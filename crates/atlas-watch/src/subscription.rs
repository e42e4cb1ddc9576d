//! Live filesystem subscription.
//!
//! Bridges notify's callback thread into an async channel of stable
//! `ChangeEvent`s: raw events pass the shared ignore predicate in the
//! callback, then a forwarding task coalesces bursts per path and applies
//! the settle delay before add/change events are emitted. Unlink events are
//! forwarded immediately.

use std::path::{Path, PathBuf};
use std::sync::Arc;
use std::time::Duration;

use anyhow::{Context, Result};
use notify::{Event, EventKind, RecommendedWatcher, RecursiveMode, Watcher};
use tokio::sync::mpsc;
use tokio::task::JoinHandle;
use tracing::{debug, warn};

use atlas_core::Coalescer;
use atlas_core::ignore::IgnoreRules;
use atlas_core::model::{ChangeEvent, ChangeKind};

/// A live watch handle. Dropping it detaches the notify watcher; `close`
/// additionally stops the forwarding task.
pub struct WatchSubscription {
    _watcher: RecommendedWatcher,
    forward: JoinHandle<()>,
}

impl WatchSubscription {
    /// Tear down the subscription. In-flight synchronizer work downstream is
    /// unaffected; only the event source stops.
    pub fn close(self) {
        self.forward.abort();
        debug!("Watch subscription closed");
    }
}

/// Attach a recursive watch on `root`, delivering stable file events to `tx`.
pub fn subscribe(
    root: &Path,
    rules: Arc<IgnoreRules>,
    settle: Duration,
    tx: mpsc::UnboundedSender<ChangeEvent>,
) -> Result<WatchSubscription> {
    let (raw_tx, mut raw_rx) = mpsc::unbounded_channel::<ChangeEvent>();
    let root_buf: PathBuf = root.to_path_buf();

    let mut watcher = RecommendedWatcher::new(
        move |res: Result<Event, notify::Error>| {
            let event = match res {
                Ok(e) => e,
                Err(e) => {
                    warn!(error = %e, "Filesystem watch error");
                    return;
                }
            };
            let kind = match event.kind {
                EventKind::Create(_) => ChangeKind::Added,
                EventKind::Modify(_) => ChangeKind::Changed,
                EventKind::Remove(_) => ChangeKind::Removed,
                _ => return,
            };
            for path in event.paths {
                let Ok(rel) = path.strip_prefix(&root_buf) else {
                    continue;
                };
                let rel_str = rel.to_string_lossy().replace('\\', "/");
                let is_dir = path.is_dir();
                if rules.is_ignored(&rel_str, is_dir) {
                    continue;
                }
                // Only file events drive the synchronizer; directory
                // structure is rebuilt from file paths.
                if is_dir {
                    continue;
                }
                let _ = raw_tx.send(ChangeEvent::new(kind, path.clone()));
            }
        },
        notify::Config::default(),
    )
    .context("Failed to create filesystem watcher")?;

    watcher
        .watch(root, RecursiveMode::Recursive)
        .with_context(|| format!("Failed to watch {}", root.display()))?;

    let coalescer: Coalescer<PathBuf> = Coalescer::new(settle);
    let forward = tokio::spawn(async move {
        while let Some(event) = raw_rx.recv().await {
            match event.kind {
                ChangeKind::Removed => {
                    coalescer.forget(&event.path);
                    if tx.send(event).is_err() {
                        break;
                    }
                }
                ChangeKind::Added | ChangeKind::Changed => {
                    if !coalescer.observe(event.path.clone()) {
                        continue;
                    }
                    // Settle delay: the event is emitted only once the burst
                    // has had time to quiesce.
                    tokio::time::sleep(settle).await;
                    if tx.send(event).is_err() {
                        break;
                    }
                }
            }
        }
    });

    Ok(WatchSubscription {
        _watcher: watcher,
        forward,
    })
}

#[cfg(test)]
mod tests {
    use super::*;
    use tokio::time::{Duration, sleep, timeout};

    fn no_rules() -> Arc<IgnoreRules> {
        Arc::new(IgnoreRules::from_patterns(std::iter::empty::<&str>()))
    }

    #[tokio::test]
    async fn test_create_event_is_delivered() {
        let dir = tempfile::tempdir().unwrap();
        let (tx, mut rx) = mpsc::unbounded_channel();
        let sub = subscribe(dir.path(), no_rules(), Duration::from_millis(10), tx).unwrap();

        sleep(Duration::from_millis(100)).await;
        std::fs::write(dir.path().join("a.ts"), "export const x = 1;").unwrap();

        let event = timeout(Duration::from_secs(5), rx.recv())
            .await
            .expect("no event within timeout")
            .expect("channel closed");
        assert!(matches!(event.kind, ChangeKind::Added | ChangeKind::Changed));
        assert!(event.path.ends_with("a.ts"));

        sub.close();
    }

    #[tokio::test]
    async fn test_ignored_paths_are_filtered() {
        let dir = tempfile::tempdir().unwrap();
        std::fs::create_dir(dir.path().join("node_modules")).unwrap();
        let (tx, mut rx) = mpsc::unbounded_channel();
        let sub = subscribe(dir.path(), no_rules(), Duration::from_millis(10), tx).unwrap();

        sleep(Duration::from_millis(100)).await;
        std::fs::write(dir.path().join("node_modules/dep.js"), "x").unwrap();
        std::fs::write(dir.path().join("kept.ts"), "y").unwrap();

        let event = timeout(Duration::from_secs(5), rx.recv())
            .await
            .expect("no event within timeout")
            .expect("channel closed");
        assert!(
            event.path.ends_with("kept.ts"),
            "expected kept.ts, got {:?}",
            event.path
        );

        sub.close();
    }
}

_ _ _ _

What is required => Copy every entry exactly. Leave nothing out.

Solution to the problem =>
filename crates/atlas-watch/src/subscription.rs
repository e42e4cb1ddc9576d
//! Live filesystem subscription.
//!
//! Bridges notify's callback thread into an async channel of stable
//! `ChangeEvent`s: raw events pass the shared ignore predicate in the
//! callback, then a forwarding task coalesces bursts per path and applies
//! the settle delay before add/change events are emitted. Unlink events are
//! forwarded immediately.

use std::path::{Path, PathBuf};
use std::sync::Arc;
use std::time::Duration;

use anyhow::{Context, Result};
use notify::{Event, EventKind, RecommendedWatcher, RecursiveMode, Watcher};
use tokio::sync::mpsc;
use tokio::task::JoinHandle;
use tracing::{debug, warn};

use atlas_core::Coalescer;
use atlas_core::ignore::IgnoreRules;
use atlas_core::model::{ChangeEvent, ChangeKind};

/// A live watch handle. Dropping it detaches the notify watcher; `close`
/// additionally stops the forwarding task.
pub struct WatchSubscription {
    _watcher: RecommendedWatcher,
    forward: JoinHandle<()>,
}

impl WatchSubscription {
    /// Tear down the subscription. In-flight synchronizer work downstream is
    /// unaffected; only the event source stops.
    pub fn close(self) {
        self.forward.abort();
        debug!("Watch subscription closed");
    }
}

/// Attach a recursive watch on `root`, delivering stable file events to `tx`.
pub fn subscribe(
    root: &Path,
    rules: Arc<IgnoreRules>,
    settle: Duration,
    tx: mpsc::UnboundedSender<ChangeEvent>,
) -> Result<WatchSubscription> {
    let (raw_tx, mut raw_rx) = mpsc::unbounded_channel::<ChangeEvent>();
    let root_buf: PathBuf = root.to_path_buf();

    let mut watcher = RecommendedWatcher::new(
        move |res: Result<Event, notify::Error>| {
            let event = match res {
                Ok(e) => e,
                Err(e) => {
                    warn!(error = %e, "Filesystem watch error");
                    return;
                }
            };
            let kind = match event.kind {
                EventKind::Create(_) => ChangeKind::Added,
                EventKind::Modify(_) => ChangeKind::Changed,
                EventKind::Remove(_) => ChangeKind::Removed,
                _ => return,
            };
            for path in event.paths {
                let Ok(rel) = path.strip_prefix(&root_buf) else {
                    continue;
                };
                let rel_str = rel.to_string_lossy().replace('\\', "/");
                let is_dir = path.is_dir();
                if rules.is_ignored(&rel_str, is_dir) {
                    continue;
                }
                // Only file events drive the synchronizer; directory
                // structure is rebuilt from file paths.
                if is_dir {
                    continue;
                }
                let _ = raw_tx.send(ChangeEvent::new(kind, path.clone()));
            }
        },
        notify::Config::default(),
    )
    .context("Failed to create filesystem watcher")?;

    watcher
        .watch(root, RecursiveMode::Recursive)
        .with_context(|| format!("Failed to watch {}", root.display()))?;

    let coalescer: Coalescer<PathBuf> = Coalescer::new(settle);
    let forward = tokio::spawn(async move {
        while let Some(event) = raw_rx.recv().await {
            match event.kind {
                ChangeKind::Removed => {
                    coalescer.forget(&event.path);
                    if tx.send(event).is_err() {
                        break;
                    }
                }
                ChangeKind::Added | ChangeKind::Changed => {
                    if !coalescer.observe(event.path.clone()) {
                        continue;
                    }
                    // Settle delay: the event is emitted only once the burst
                    // has had time to quiesce.
                    tokio::time::sleep(settle).await;
                    if tx.send(event).is_err() {
                        break;
                    }
                }
            }
        }
    });

    Ok(WatchSubscription {
        _watcher: watcher,
        forward,
    })
}

#[cfg(test)]
mod tests {
    use super::*;
    use tokio::time::{Duration, sleep, timeout};

    fn no_rules() -> Arc<IgnoreRules> {
        Arc::new(IgnoreRules::from_patterns(std::iter::empty::<&str>()))
    }

    #[tokio::test]
    async fn test_create_event_is_delivered() {
        let dir = tempfile::tempdir().unwrap();
        let (tx, mut rx) = mpsc::unbounded_channel();
        let sub = subscribe(dir.path(), no_rules(), Duration::from_millis(10), tx).unwrap();

        sleep(Duration::from_millis(100)).await;
        std::fs::write(dir.path().join("a.ts"), "export const x = 1;").unwrap();

        let event = timeout(Duration::from_secs(5), rx.recv())
            .await
            .expect("no event within timeout")
            .expect("channel closed");
        assert!(matches!(event.kind, ChangeKind::Added | ChangeKind::Changed));
        assert!(event.path.ends_with("a.ts"));

        sub.close();
    }

    #[tokio::test]
    async fn test_ignored_paths_are_filtered() {
        let dir = tempfile::tempdir().unwrap();
        std::fs::create_dir(dir.path().join("node_modules")).unwrap();
        let (tx, mut rx) = mpsc::unbounded_channel();
        let sub = subscribe(dir.path(), no_rules(), Duration::from_millis(10), tx).unwrap();

        sleep(Duration::from_millis(100)).await;
        std::fs::write(dir.path().join("node_modules/dep.js"), "x").unwrap();
        std::fs::write(dir.path().join("kept.ts"), "y").unwrap();

        let event = timeout(Duration::from_secs(5), rx.recv())
            .await
            .expect("no event within timeout")
            .expect("channel closed");
        assert!(
            event.path.ends_with("kept.ts"),
            "expected kept.ts, got {:?}",
            event.path
        );

        sub.close();
    }
}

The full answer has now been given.